• ASSIGNMENT:
Search the records below for the string "invariants" and copy each line where it turns up.

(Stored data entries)

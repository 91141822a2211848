//! Plain-text briefs handed to the policy executor.

use fw_core::incremental::IncrementalContext;
use fw_core::invariants::ValidationReport;
use fw_core::types::UserId;

const GOALS: &str = "\
Structural goals:
- Single-content principle: a folder must not hold both files and subfolders. Resolve it by creating folders and moving items.
- No empty folders: delete every folder left without files or subfolders.
- Merge duplicate folders (same name under the same parent) with `merge_folders`.
- Group sibling folders of the same topic under a common parent with `move_folder`.
- Classify files by topic or project rather than by file format; call `get_file_information` when a file is unclear.";

const CONSTRAINTS: &str = "\
Constraints:
- Only move, rename and inspect files; never change or delete file content.
- Work in small steps and check the result of each call before continuing.
- Before finishing, call `find_mixed_content_folders` and `find_empty_folders` and make sure both report clean.";

/// Whole-tree brief, used for bootstrap and overflow attempts.
pub fn full_scan_brief(user_id: UserId) -> String {
    format!(
        "You are organizing the folder tree of user {user_id}.\n\n\
         Start by calling `list_tree`, `find_duplicate_folders`, \
         `find_mixed_content_folders` and `find_empty_folders` to survey the whole tree.\n\n\
         {GOALS}\n\n{CONSTRAINTS}"
    )
}

/// Brief scoped to what changed since the checkpoint.
pub fn incremental_brief(user_id: UserId, ctx: &IncrementalContext) -> String {
    format!(
        "You are organizing the folder tree of user {user_id}.\n\n\
         Only part of the tree changed since the last organize pass. \
         Focus on the affected items first, then confirm the rest of the tree is still clean.\n\n\
         Changed folder ids: {folders}\n\
         Changed file ids: {files}\n\n\
         Change summary:\n{summary}\n\n\
         {GOALS}\n\n{CONSTRAINTS}",
        folders = join_ids(&ctx.changed_folder_ids),
        files = join_ids(&ctx.changed_file_ids),
        summary = ctx.summary_text,
    )
}

/// Follow-up brief listing the violations validation found.
pub fn corrective_brief(report: &ValidationReport) -> String {
    format!(
        "Organization is not yet complete. Please resolve the following issues:\n{}\nConfirm again once fixed.",
        report.render_violations()
    )
}

fn join_ids(ids: &[i64]) -> String {
    if ids.is_empty() {
        return "none".to_string();
    }
    ids.iter().map(i64::to_string).collect::<Vec<_>>().join(", ")
}

#[cfg(test)]
mod tests {
    use super::*;
    use fw_core::invariants::{InvariantKind, InvariantReport};
    use fw_core::types::FolderRef;
    use std::collections::BTreeMap;

    #[test]
    fn full_scan_has_no_scoping_hints() {
        let brief = full_scan_brief(7);
        assert!(brief.contains("user 7"));
        assert!(brief.contains("list_tree"));
        assert!(!brief.contains("Changed folder ids"));
    }

    #[test]
    fn incremental_lists_changed_ids_and_summary() {
        let ctx = IncrementalContext {
            has_changes: true,
            has_checkpoint: true,
            overflow: false,
            checkpoint_event_id: 10,
            target_event_id: 11,
            total_events: 1,
            events: Vec::new(),
            summary_text: "Event range: (10, 11]".into(),
            changed_file_ids: Vec::new(),
            changed_folder_ids: vec![2, 9],
            action_breakdown: BTreeMap::new(),
        };
        let brief = incremental_brief(3, &ctx);
        assert!(brief.contains("Changed folder ids: 2, 9"));
        assert!(brief.contains("Changed file ids: none"));
        assert!(brief.contains("Event range: (10, 11]"));
    }

    #[test]
    fn corrective_brief_quotes_violations() {
        let report = ValidationReport {
            mixed_content: InvariantReport {
                kind: InvariantKind::MixedContent,
                violations: vec![FolderRef::root()],
            },
            empty_folders: InvariantReport {
                kind: InvariantKind::EmptyFolder,
                violations: Vec::new(),
            },
        };
        let brief = corrective_brief(&report);
        assert!(brief.starts_with("Organization is not yet complete."));
        assert!(brief.contains(&report.render_violations()));
    }
}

• ANSWER BOX:
use fw_core::invariants::ValidationReport;
    use fw_core::invariants::{InvariantKind, InvariantReport};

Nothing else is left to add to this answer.